Bates' work on Amazonian butterflies led him to develop the first scientific account of mimicry, especially the kind of mimicry which bears his name: Batesian mimicry.[12] This is the mimicry by a palatable species of an unpalatable or noxious species. A common example seen in temperate gardens is the hover-fly, many of which – though bearing no sting – mimic the warning colouration of hymenoptera (wasps and bees). Such mimicry does not need to be perfect to improve the survival of the palatable species.[13]
Bates noted of the Heliconids (long-wings) that they were forest dwellers which were:
And yet, said Bates "I never saw the flocks of slow-flying Heliconidae in the woods persecuted by birds or dragonflies ... nor when at rest did they appear to be molested by lizards, or predacious flies of the family Asilidae [robber-flies] which were very often seen pouncing on butterflies of other families. ... In contrast, the Pieridae (sulfur butterflies), to which Leptalis belongs [now called Dismorphia] are much persecuted."

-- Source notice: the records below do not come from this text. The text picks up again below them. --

/// Converts C statistics records into named-or-indexed table statistics.
///
/// # Safety
/// String bounds must be null or NUL-terminated.
pub unsafe fn stats_from_inputs(
    inputs: &[ScanBridgeColumnStatsInput],
) -> Result<Option<TableStatistics>> {
    if inputs.is_empty() {
        return Ok(None);
    }
    let mut stats = TableStatistics::new(None);
    for input in inputs {
        if stats.row_count.is_none() {
            stats.row_count = u64::try_from(input.row_count).ok();
        }
        let Ok(index) = usize::try_from(input.column_index) else {
            continue;
        };
        let (min, max) = match input.type_tag as u8 {
            b'i' => (StatValue::Int64(input.min_int), StatValue::Int64(input.max_int)),
            b'f' => (
                StatValue::Double(input.min_double),
                StatValue::Double(input.max_double),
            ),
            b's' => (
                read_optional_str(input.min_str)?,
                read_optional_str(input.max_str)?,
            ),
            b'n' => continue,
            other => {
                return Err(BridgeError::InvalidConfig(format!(
                    "unknown statistics type tag '{}'",
                    other as char
                )));
            }
        };
        let Ok(null_count) = u64::try_from(input.null_count) else {
            debug!(column = index, "statistics record without null count ignored");
            continue;
        };
        let mut column = ColumnStatistics::at_index(index)
            .with_bounds(min, max)
            .with_null_count(null_count);
        column.max_string_length = u64::try_from(input.max_string_length)
            .ok()
            .map(|n| u32::try_from(n).unwrap_or(u32::MAX));
        stats.columns.push(column);
    }
    Ok(Some(stats))
}

unsafe fn read_optional_str(ptr: *const c_char) -> Result<StatValue> {
    if ptr.is_null() {
        return Ok(StatValue::Null);
    }
    read_name(ptr, "string bound").map(StatValue::String)
}

fn write_error(buf: *mut c_char, buf_len: usize, msg: &str) {
    if buf.is_null() || buf_len == 0 {
        return;
    }
    let bytes = msg.as_bytes();
    let to_copy = bytes.len().min(buf_len.saturating_sub(1));
    // SAFETY: caller provides a writable C buffer of size `buf_len`.
    unsafe {
        ptr::copy_nonoverlapping(bytes.as_ptr(), buf.cast::<u8>(), to_copy);
        *buf.add(to_copy) = 0;
    }
}

fn clear_error(buf: *mut c_char, buf_len: usize) {
    if buf.is_null() || buf_len == 0 {
        return;
    }
    // SAFETY: caller provides a writable C buffer of size `buf_len`.
    unsafe {
        *buf = 0;
    }
}

fn with_unwind_guard<F>(err_buf: *mut c_char, err_buf_len: usize, f: F) -> ScanBridgeStatusCode
where
    F: FnOnce() -> Result<()>,
{
    match catch_unwind(AssertUnwindSafe(f)) {
        Ok(Ok(())) => {
            clear_error(err_buf, err_buf_len);
            ScanBridgeStatusCode::Ok
        }
        Ok(Err(err)) => {
            write_error(err_buf, err_buf_len, &err.to_string());
            map_error(&err)
        }
        Err(_) => {
            write_error(err_buf, err_buf_len, "panic crossed FFI boundary");
            ScanBridgeStatusCode::Internal
        }
    }
}

fn bridge_ref<'a>(bridge: *mut ScanBridgeHandle) -> Result<&'a Bridge> {
    if bridge.is_null() {
        return Err(BridgeError::Contract("bridge is null".to_string()));
    }
    // SAFETY: pointer validated non-null; caller promises a live handle from scanbridge_bridge_new_*.
    Ok(unsafe { &(*bridge.cast::<BridgeHandle>()).bridge })
}

fn store_bridge(config: BridgeConfig, out: *mut *mut ScanBridgeHandle) -> Result<()> {
    if out.is_null() {
        return Err(BridgeError::Contract("out_bridge is null".to_string()));
    }
    let handle = Box::new(BridgeHandle {
        bridge: Bridge::new(config)?,
    });
    // SAFETY: out was validated non-null above.
    unsafe {
        *out = Box::into_raw(handle).cast::<ScanBridgeHandle>();
    }
    Ok(())
}

fn options(replace: bool, deferred_release: i32) -> RegisterOptions {
    let mut options = RegisterOptions::default().replace(replace);
    if deferred_release >= 0 {
        options = options.deferred_release(deferred_release != 0);
    }
    options
}

/// Creates a bridge with configuration from defaults and `SCANBRIDGE_*` variables.
#[unsafe(no_mangle)]
pub extern "C" fn scanbridge_bridge_new_default(
    out_bridge: *mut *mut ScanBridgeHandle,
    err_buf: *mut c_char,
    err_buf_len: usize,
) -> ScanBridgeStatusCode {
    with_unwind_guard(err_buf, err_buf_len, || {
        store_bridge(BridgeConfig::from_env()?, out_bridge)
    })
}

/// Creates a bridge from key/value config pairs (`key=value,key=value`).
#[unsafe(no_mangle)]
pub extern "C" fn scanbridge_bridge_new_from_config_kv(
    config_kv: *const c_char,
    out_bridge: *mut *mut ScanBridgeHandle,
    err_buf: *mut c_char,
    err_buf_len: usize,
) -> ScanBridgeStatusCode {
    with_unwind_guard(err_buf, err_buf_len, || {
        // SAFETY: caller promises a NUL-terminated string.
        let raw = unsafe { read_name(config_kv, "config_kv")? };
        let mut config = BridgeConfig::default();
        config.apply_kv(&raw)?;
        store_bridge(config, out_bridge)
    })
}

/// Creates a bridge from a JSON-encoded [`BridgeConfig`].
#[unsafe(no_mangle)]
pub extern "C" fn scanbridge_bridge_new_from_config_json(
    config_json: *const c_char,
    out_bridge: *mut *mut ScanBridgeHandle,
    err_buf: *mut c_char,
    err_buf_len: usize,
) -> ScanBridgeStatusCode {
    with_unwind_guard(err_buf, err_buf_len, || {
        // SAFETY: caller promises a NUL-terminated string.
        let raw = unsafe { read_name(config_json, "config_json")? };
        store_bridge(BridgeConfig::from_json(&raw)?, out_bridge)
    })
}

/// Closes every view and frees the bridge.
#[unsafe(no_mangle)]
pub extern "C" fn scanbridge_bridge_free(bridge: *mut ScanBridgeHandle) {
    if bridge.is_null() {
        return;
    }
    // SAFETY: ownership is transferred back to Rust exactly once by caller.
    let boxed = unsafe { Box::from_raw(bridge.cast::<BridgeHandle>()) };
    boxed.bridge.close();
}

/// Registers a C holder under `view`.
///
/// The bridge takes over the holder reference: `release_holder` runs once when the view
/// is closed, or before returning if registration fails. `deferred_release` is -1 for the
/// session default, 0 or 1 to override it.
#[unsafe(no_mangle)]
pub extern "C" fn scanbridge_register_holder(
    bridge: *mut ScanBridgeHandle,
    view: *const c_char,
    holder: *const ScanBridgeHolder,
    replace: bool,
    deferred_release: i32,
    stats: *const ScanBridgeColumnStatsInput,
    n_stats: usize,
    err_buf: *mut c_char,
    err_buf_len: usize,
) -> ScanBridgeStatusCode {
    with_unwind_guard(err_buf, err_buf_len, || {
        let bridge = bridge_ref(bridge)?;
        if holder.is_null() {
            return Err(BridgeError::Contract("holder is null".to_string()));
        }
        // SAFETY: pointer validated non-null above.
        let (holder, holder_ref) = ForeignHolder::from_c(unsafe { &*holder })?;
        // SAFETY: caller promises valid view and statistics pointers.
        let (view, statistics) = unsafe {
            (
                read_name(view, "view")?,
                stats_from_inputs(slice_from(stats, n_stats, "stats")?)?,
            )
        };
        let mut options = options(replace, deferred_release);
        options.statistics = statistics;
        bridge.register_holder(view, Arc::new(holder), holder_ref, options)?;
        Ok(())
    })
}

/// Loads a local parquet file and registers it under `view`.
#[unsafe(no_mangle)]
pub extern "C" fn scanbridge_register_parquet(
    bridge: *mut ScanBridgeHandle,
    view: *const c_char,
    path: *const c_char,
    replace: bool,
    err_buf: *mut c_char,
    err_buf_len: usize,
) -> ScanBridgeStatusCode {
    with_unwind_guard(err_buf, err_buf_len, || {
        let bridge = bridge_ref(bridge)?;
        // SAFETY: caller promises NUL-terminated strings.
        let (view, path) = unsafe { (read_name(view, "view")?, read_name(path, "path")?) };
        bridge.register_parquet(view, path, options(replace, -1))?;
        Ok(())
    })
}

/// Unregisters `view`; `out_removed` (optional) tells whether a view was bound.
#[unsafe(no_mangle)]
pub extern "C" fn scanbridge_unregister(
    bridge: *mut ScanBridgeHandle,
    view: *const c_char,
    out_removed: *mut bool,
    err_buf: *mut c_char,
    err_buf_len: usize,
) -> ScanBridgeStatusCode {
    with_unwind_guard(err_buf, err_buf_len, || {
        let bridge = bridge_ref(bridge)?;
        // SAFETY: caller promises a NUL-terminated string.
        let view = unsafe { read_name(view, "view")? };
        let removed = bridge.unregister_view(&view);
        if !out_removed.is_null() {
            // SAFETY: pointer checked for null.
            unsafe { *out_removed = removed };
        }
        Ok(())
    })
}

/// Writes the cached schema of `view` into `out_schema`; the caller releases it.
#[unsafe(no_mangle)]
pub extern "C" fn scanbridge_get_schema(
    bridge: *mut ScanBridgeHandle,
    view: *const c_char,
    out_schema: *mut FFI_ArrowSchema,
    err_buf: *mut c_char,
    err_buf_len: usize,
) -> ScanBridgeStatusCode {
    with_unwind_guard(err_buf, err_buf_len, || {
        let bridge = bridge_ref(bridge)?;
        if out_schema.is_null() {
            return Err(BridgeError::Contract("out_schema is null".to_string()));
        }
        // SAFETY: caller promises a NUL-terminated string.
        let view = unsafe { read_name(view, "view")? };
        let schema = bridge.schema(&view)?;
        let ffi = FFI_ArrowSchema::try_from(schema.as_ref())
            .map_err(|e| BridgeError::External(format!("schema export failed: {e}")))?;
        // SAFETY: out_schema validated non-null; it receives ownership of the export.
        unsafe { ptr::write(out_schema, ffi) };
        Ok(())
    })
}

Bates observed that many Heliconid species are accompanied by other species (Pierids), which mimic them, and often cannot be distinguished from them in flight. They fly in the same parts of the forest as the model (Heliconid) and often in company with them. Local races of the model are accompanied by corresponding races or species of the mimic. So a scarce, edible species takes on the appearance of an abundant, noxious species. Predators, Bates supposed, learn to avoid the noxious species, and a degree of protection covers the edible species, no doubt proportional to its degree of likeness to the model. These testable hypotheses about warning signals and mimicry helped to create the field of evolutionary ecology.[14]
Bates, Wallace and Müller believed that Batesian and Müllerian mimicry provided evidence for the action of natural selection, a view which is now standard amongst biologists.[15] Field and experimental work on these ideas continues to this day; the topic connects strongly to speciation, genetics and development.[16]

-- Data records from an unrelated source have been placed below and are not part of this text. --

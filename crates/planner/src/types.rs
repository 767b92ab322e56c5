use std::fmt;

use arrow_schema::{DataType, TimeUnit};
use serde::{Deserialize, Serialize};

/// Engine logical column type.
///
/// Temporal values follow the engine's fixed units: dates are day counts since the epoch,
/// times and timestamps are microseconds.
#[derive(Debug, Clone, PartialEq, Eq, Serialize, Deserialize)]
pub enum LogicalType {
    Boolean,
    TinyInt,
    SmallInt,
    Integer,
    BigInt,
    UTinyInt,
    USmallInt,
    UInteger,
    UBigInt,
    Float,
    Double,
    Date,
    Time,
    Timestamp,
    TimestampTz,
    Decimal { width: u8, scale: i8 },
    Varchar,
    Blob,
    Struct(Vec<(String, LogicalType)>),
    List(Box<LogicalType>),
    Map,
    Other(String),
}

impl LogicalType {
    /// Engine type the bridge reports for an arrow column type.
    pub fn from_arrow(dt: &DataType) -> Self {
        match dt {
            DataType::Boolean => LogicalType::Boolean,
            DataType::Int8 => LogicalType::TinyInt,
            DataType::Int16 => LogicalType::SmallInt,
            DataType::Int32 => LogicalType::Integer,
            DataType::Int64 => LogicalType::BigInt,
            DataType::UInt8 => LogicalType::UTinyInt,
            DataType::UInt16 => LogicalType::USmallInt,
            DataType::UInt32 => LogicalType::UInteger,
            DataType::UInt64 => LogicalType::UBigInt,
            DataType::Float16 | DataType::Float32 => LogicalType::Float,
            DataType::Float64 => LogicalType::Double,
            DataType::Date32 | DataType::Date64 => LogicalType::Date,
            DataType::Time32(_) | DataType::Time64(_) => LogicalType::Time,
            DataType::Timestamp(_, None) => LogicalType::Timestamp,
            DataType::Timestamp(_, Some(_)) => LogicalType::TimestampTz,
            DataType::Decimal128(p, s) | DataType::Decimal256(p, s) => LogicalType::Decimal {
                width: *p,
                scale: *s,
            },
            DataType::Utf8 | DataType::LargeUtf8 | DataType::Utf8View => LogicalType::Varchar,
            DataType::Binary
            | DataType::LargeBinary
            | DataType::BinaryView
            | DataType::FixedSizeBinary(_) => LogicalType::Blob,
            DataType::Struct(fields) => LogicalType::Struct(
                fields
                    .iter()
                    .map(|f| (f.name().clone(), LogicalType::from_arrow(f.data_type())))
                    .collect(),
            ),
            DataType::List(f) | DataType::LargeList(f) | DataType::FixedSizeList(f, _) => {
                LogicalType::List(Box::new(LogicalType::from_arrow(f.data_type())))
            }
            DataType::Map(_, _) => LogicalType::Map,
            DataType::Dictionary(_, value) => LogicalType::from_arrow(value),
            other => LogicalType::Other(other.to_string()),
        }
    }

    /// Arrow type used for literals of this engine type.
    ///
    /// Returns `None` for types without a scalar literal form.
    pub fn to_arrow(&self) -> Option<DataType> {
        Some(match self {
            LogicalType::Boolean => DataType::Boolean,
            LogicalType::TinyInt => DataType::Int8,
            LogicalType::SmallInt => DataType::Int16,
            LogicalType::Integer => DataType::Int32,
            LogicalType::BigInt => DataType::Int64,
            LogicalType::UTinyInt => DataType::UInt8,
            LogicalType::USmallInt => DataType::UInt16,
            LogicalType::UInteger => DataType::UInt32,
            LogicalType::UBigInt => DataType::UInt64,
            LogicalType::Float => DataType::Float32,
            LogicalType::Double => DataType::Float64,
            LogicalType::Date => DataType::Date32,
            LogicalType::Time => DataType::Time64(TimeUnit::Microsecond),
            LogicalType::Timestamp => DataType::Timestamp(TimeUnit::Microsecond, None),
            LogicalType::TimestampTz => {
                DataType::Timestamp(TimeUnit::Microsecond, Some("UTC".into()))
            }
            LogicalType::Decimal { width, scale } => DataType::Decimal128(*width, *scale),
            LogicalType::Varchar => DataType::Utf8,
            LogicalType::Blob => DataType::Binary,
            LogicalType::Struct(_)
            | LogicalType::List(_)
            | LogicalType::Map
            | LogicalType::Other(_) => return None,
        })
    }

    pub fn is_nested(&self) -> bool {
        matches!(
            self,
            LogicalType::Struct(_) | LogicalType::List(_) | LogicalType::Map
        )
    }

    pub fn is_floating(&self) -> bool {
        matches!(self, LogicalType::Float | LogicalType::Double)
    }

    pub fn is_integral(&self) -> bool {
        matches!(
            self,
            LogicalType::TinyInt
                | LogicalType::SmallInt
                | LogicalType::Integer
                | LogicalType::BigInt
                | LogicalType::UTinyInt
                | LogicalType::USmallInt
                | LogicalType::UInteger
                | LogicalType::UBigInt
        )
    }

    /// Types whose statistics are tracked as numeric min/max.
    pub fn has_numeric_stats(&self) -> bool {
        self.is_integral()
            || self.is_floating()
            || matches!(
                self,
                LogicalType::Date
                    | LogicalType::Time
                    | LogicalType::Timestamp
                    | LogicalType::TimestampTz
                    | LogicalType::Decimal { .. }
            )
    }
}

impl fmt::Display for LogicalType {
    fn fmt(&self, f: &mut fmt::Formatter<'_>) -> fmt::Result {
        match self {
            LogicalType::Boolean => write!(f, "BOOLEAN"),
            LogicalType::TinyInt => write!(f, "TINYINT"),
            LogicalType::SmallInt => write!(f, "SMALLINT"),
            LogicalType::Integer => write!(f, "INTEGER"),
            LogicalType::BigInt => write!(f, "BIGINT"),
            LogicalType::UTinyInt => write!(f, "UTINYINT"),
            LogicalType::USmallInt => write!(f, "USMALLINT"),
            LogicalType::UInteger => write!(f, "UINTEGER"),
            LogicalType::UBigInt => write!(f, "UBIGINT"),
            LogicalType::Float => write!(f, "FLOAT"),
            LogicalType::Double => write!(f, "DOUBLE"),
            LogicalType::Date => write!(f, "DATE"),
            LogicalType::Time => write!(f, "TIME"),
            LogicalType::Timestamp => write!(f, "TIMESTAMP"),
            LogicalType::TimestampTz => write!(f, "TIMESTAMP WITH TIME ZONE"),
            LogicalType::Decimal { width, scale } => write!(f, "DECIMAL({width},{scale})"),
            LogicalType::Varchar => write!(f, "VARCHAR"),
            LogicalType::Blob => write!(f, "BLOB"),
            LogicalType::Struct(children) => {
                write!(f, "STRUCT(")?;
                for (i, (name, ty)) in children.iter().enumerate() {
                    if i > 0 {
                        write!(f, ", ")?;
                    }
                    write!(f, "{name} {ty}")?;
                }
                write!(f, ")")
            }
            LogicalType::List(child) => write!(f, "{child}[]"),
            LogicalType::Map => write!(f, "MAP"),
            LogicalType::Other(name) => write!(f, "{name}"),
        }
    }
}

Bates spent the best part of a year at Ega (now Tefé) in the Upper Amazon (Solimões),[17] where he reported that turtle was eaten regularly, and insect catches were especially abundant. He found upwards of 7,000 species of insects in the area, including 550 distinct species of butterfly.[18] Bates nursed a sick toucan back to health. Tocáno (the Indian name, after its cries) proved to be an intelligent and amusing companion, with a voracious appetite. Mainly a fruit eater, he learnt the meal times "to a nicety", and would eat flesh and fish as well as fruit.[19]

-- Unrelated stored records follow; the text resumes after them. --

use serde::{Deserialize, Serialize};

use crate::error::{BridgeError, Result};

/// Session-wide bridge configuration.
///
/// Registration options may override `deferred_release` per factory; everything else is
/// read by every factory created in the session.
#[derive(Debug, Clone, PartialEq, Eq, Serialize, Deserialize)]
#[serde(default)]
pub struct BridgeConfig {
    pub statistics_enabled: bool,
    pub distinct_count_enabled: bool,
    pub use_threads: bool,
    pub deferred_release: bool,
    pub batch_size_rows: usize,
}

impl Default for BridgeConfig {
    fn default() -> Self {
        Self {
            statistics_enabled: true,
            distinct_count_enabled: false,
            use_threads: true,
            deferred_release: false,
            batch_size_rows: 8192,
        }
    }
}

pub const ENV_ENABLE_STATISTICS: &str = "SCANBRIDGE_ENABLE_STATISTICS";
pub const ENV_ENABLE_DISTINCT_COUNT: &str = "SCANBRIDGE_ENABLE_DISTINCT_COUNT";
pub const ENV_USE_THREADS: &str = "SCANBRIDGE_USE_THREADS";
pub const ENV_DEFERRED_RELEASE: &str = "SCANBRIDGE_DEFERRED_RELEASE";
pub const ENV_BATCH_SIZE_ROWS: &str = "SCANBRIDGE_BATCH_SIZE_ROWS";

impl BridgeConfig {
    /// Defaults overlaid with `SCANBRIDGE_*` environment variables.
    ///
    /// Unparseable values are reported, not ignored.
    pub fn from_env() -> Result<Self> {
        let mut config = Self::default();
        config.apply_env_with(|key| std::env::var(key).ok())?;
        Ok(config)
    }

    fn apply_env_with(&mut self, lookup: impl Fn(&str) -> Option<String>) -> Result<()> {
        let pairs = [
            (ENV_ENABLE_STATISTICS, "statistics_enabled"),
            (ENV_ENABLE_DISTINCT_COUNT, "distinct_count_enabled"),
            (ENV_USE_THREADS, "use_threads"),
            (ENV_DEFERRED_RELEASE, "deferred_release"),
            (ENV_BATCH_SIZE_ROWS, "batch_size_rows"),
        ];
        for (env_key, key) in pairs {
            if let Some(value) = lookup(env_key) {
                self.set(key, &value)?;
            }
        }
        Ok(())
    }

    /// Parses a JSON-encoded config; missing fields keep their defaults.
    pub fn from_json(raw: &str) -> Result<Self> {
        serde_json::from_str(raw)
            .map_err(|e| BridgeError::InvalidConfig(format!("invalid config JSON: {e}")))
    }

    /// Applies `key=value` pairs separated by `,` or `;`.
    pub fn apply_kv(&mut self, kv: &str) -> Result<()> {
        for pair in kv
            .split([',', ';'])
            .map(str::trim)
            .filter(|s| !s.is_empty())
        {
            let Some((k, v)) = pair.split_once('=') else {
                return Err(BridgeError::InvalidConfig(format!(
                    "invalid config pair '{pair}', expected key=value"
                )));
            };
            self.set(&k.trim().to_ascii_lowercase(), v.trim())?;
        }
        Ok(())
    }

    /// Sets one option by name.
    pub fn set(&mut self, key: &str, value: &str) -> Result<()> {
        match key {
            "statistics_enabled" => self.statistics_enabled = parse_bool(value)?,
            "distinct_count_enabled" => self.distinct_count_enabled = parse_bool(value)?,
            "use_threads" => self.use_threads = parse_bool(value)?,
            "deferred_release" => self.deferred_release = parse_bool(value)?,
            "batch_size_rows" => {
                let rows: usize = value.parse().map_err(|e| {
                    BridgeError::InvalidConfig(format!("invalid batch_size_rows '{value}': {e}"))
                })?;
                if rows == 0 {
                    return Err(BridgeError::InvalidConfig(
                        "batch_size_rows must be greater than zero".to_string(),
                    ));
                }
                self.batch_size_rows = rows;
            }
            other => {
                return Err(BridgeError::InvalidConfig(format!(
                    "unknown config key '{other}'"
                )));
            }
        }
        Ok(())
    }
}

pub fn parse_bool(raw: &str) -> Result<bool> {
    match raw.trim().to_ascii_lowercase().as_str() {
        "true" | "1" | "yes" | "on" => Ok(true),
        "false" | "0" | "no" | "off" => Ok(false),
        other => Err(BridgeError::InvalidConfig(format!(
            "invalid bool value '{other}'"
        ))),
    }
}

#[cfg(test)]
mod tests {
    use std::collections::HashMap;

    use super::*;

    #[test]
    fn defaults_enable_statistics_but_not_distinct() {
        let cfg = BridgeConfig::default();
        assert!(cfg.statistics_enabled);
        assert!(!cfg.distinct_count_enabled);
        assert!(cfg.use_threads);
        assert!(!cfg.deferred_release);
    }

    #[test]
    fn parse_kv_updates_config() {
        let mut cfg = BridgeConfig::default();
        cfg.apply_kv("distinct_count_enabled=1; use_threads=off,batch_size_rows=1024")
            .expect("kv parse");
        assert!(cfg.distinct_count_enabled);
        assert!(!cfg.use_threads);
        assert_eq!(cfg.batch_size_rows, 1024);
    }

    #[test]
    fn rejects_unknown_keys_and_bad_values() {
        let mut cfg = BridgeConfig::default();
        let err = cfg.apply_kv("spill_dir=/tmp").expect_err("unknown key");
        assert!(err.to_string().contains("unknown config key 'spill_dir'"));
        let err = cfg.apply_kv("use_threads=maybe").expect_err("bad bool");
        assert!(err.to_string().contains("invalid bool value"));
        assert!(cfg.apply_kv("batch_size_rows=0").is_err());
    }

    #[test]
    fn env_values_overlay_defaults() {
        let env = HashMap::from([
            (ENV_ENABLE_STATISTICS, "0"),
            (ENV_ENABLE_DISTINCT_COUNT, "1"),
        ]);
        let mut cfg = BridgeConfig::default();
        cfg.apply_env_with(|k| env.get(k).map(|v| v.to_string()))
            .expect("env overlay");
        assert!(!cfg.statistics_enabled);
        assert!(cfg.distinct_count_enabled);
        assert!(cfg.use_threads);
    }

    #[test]
    fn json_config_keeps_missing_defaults() {
        let cfg = BridgeConfig::from_json(r#"{"deferred_release": true}"#).expect("json");
        assert!(cfg.deferred_release);
        assert_eq!(cfg.batch_size_rows, 8192);
    }
}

Bates' original work was done on a group of conspicuous butterflies always spelled by Bates as Heliconidae. He divided this assemblage into two groups, the Danaoid Heliconids, having affinities with the tribe Danaini (see also Danainae); and the Acraeoid Heliconids related to the Acraeini. The former are now known as Ithomiini, closely related to the milkweed butterflies, and were named after the genus Danaus in the Danainae. The latter are now known as the tribe Heliconiini, or longwings, named after the genus Heliconius. Both group within the family Nymphalidae, and both groups tend to feed on poisonous plants. The milkweed plant supplies poisonous glycosides which render both caterpillar and adult danaines noxious. Ithomiines, in contrast gain their toxicity from their adult nectar sources. Heliconiine caterpillars feed on poisonous Passiflora vines. However, ithomiines gain their toxicity from their adult food plants.
Henry Walter Bates is commemorated in the scientific name of a species of South American boa, Corallus batesii [20] and in the name of his theory of mimicry, Batesian mimicry.